LadyHarrietdeSpook · 15/10/2012 17:14

Schmaltzing
I don't mean to be rude...but do you think that there is any chance they weren't actually married? Stranger things have happened...everyone may have been sure they were but...?

LadyHarrietdeSpook · 15/10/2012 17:20

For example none of the family attended by great aunt's wedding...which when her daughter found the certifcate after she died was not on the date she said it was...

ladydayblues · 15/10/2012 17:23

My grandmother born in 1905 was the youngest of 23, yes 23 living children. Only 6 of the 15 girls married and 2 of the boys. One girl had a child out of wedlock and sued the father for "breech of promise"..lost of course! I seemed to remember zillions of elderly unmarried aunts. One died during the spanish flue epidemic, one son during the war, one son wounded and one D during childbirth - only just found that out. Basically my ggparents considered it better to be unmarried that marry unsuitably.

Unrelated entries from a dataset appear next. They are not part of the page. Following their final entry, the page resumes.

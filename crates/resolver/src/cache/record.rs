use std::time::{Duration, Instant, SystemTime, UNIX_EPOCH};

/// One cached resolution. Lives behind the cache mutex; the engine never
/// holds a reference to it outside a cache call.
#[derive(Debug, Clone)]
pub struct CachedRecord {
    /// Textual IP literals in server response order.
    pub addresses: Vec<String>,
    /// Monotonic expiry used by all in-process checks.
    pub expires_at: Instant,
    /// Wall-clock expiry (unix seconds) used by persistence. 1 s precision.
    pub expires_unix: u64,
    /// Cleared by the soft-refresh marker once remaining TTL drops under
    /// 20%; the record keeps serving until true expiry.
    pub valid: bool,
}

impl CachedRecord {
    pub fn new(addresses: Vec<String>, ttl: Duration) -> Self {
        Self {
            addresses,
            expires_at: Instant::now() + ttl,
            expires_unix: unix_now().saturating_add(ttl.as_secs()),
            valid: true,
        }
    }

    /// Rebuild a record from its persisted form, keeping the original
    /// expiry rather than restarting the TTL.
    pub fn restored(addresses: Vec<String>, expires_unix: u64, valid: bool) -> Self {
        let remaining = expires_unix.saturating_sub(unix_now());
        Self {
            addresses,
            expires_at: Instant::now() + Duration::from_secs(remaining),
            expires_unix,
            valid,
        }
    }

    pub fn is_expired_at(&self, now: Instant) -> bool {
        now >= self.expires_at
    }

    pub fn remaining_at(&self, now: Instant) -> Duration {
        self.expires_at.saturating_duration_since(now)
    }
}

pub(crate) fn unix_now() -> u64 {
    SystemTime::now()
        .duration_since(UNIX_EPOCH)
        .map(|d| d.as_secs())
        .unwrap_or(0)
}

MaryZed · 15/10/2012 17:26

Or became a nun, Jenna, as long as the parents managed to raise the dowry Hmm.

The other 14 (in the family of 18) emigrated and populated the world.

JennaLemon · 15/10/2012 17:35

yeah, my mum is not that old (70) and she still winces when she thinks about the nuns fawning all over the doctor's daughters and treating her and her sister like they were at the bottom of the food chain.

JennaLemon · 15/10/2012 17:36

23 children! omg, she beat the Duggans!

MaryZed · 15/10/2012 17:38

My Granny was one of a family of (I think) about 11 who grew to adulthood. four brothers went off the WW1 (three fought at Gallipoli), four sisters never got married.

Out of the 11, one brother and two sisters got married, only my Granny had children.

So I suppose you needed big families back then to ensure any grandchildren.

MaryZed · 15/10/2012 17:39

The unmarried sisters (four of them) continued on in the family home until it eventually fell down, pretty much and was sold to finance residential care for the last of them.

This was Ireland in the early 20th century.

Of course my family had no gumption or get up and go, so sadly none of them left the country to make us a fortune.

HoldMeCloserTonyDanza · 15/10/2012 17:42

Er, MNHQ, what's up with the tagline to this thread in Discussions of the Day?

"bit of an upturn"?!

A character died a seriously grim and upsetting death in childbirth, it's really bad taste to describe it as a "upturn" for the series even if it was the best episode this year. Are you that desperate to make up/down puns?

I'd like to report it since it must be an oversight. Does anyone know how to do that?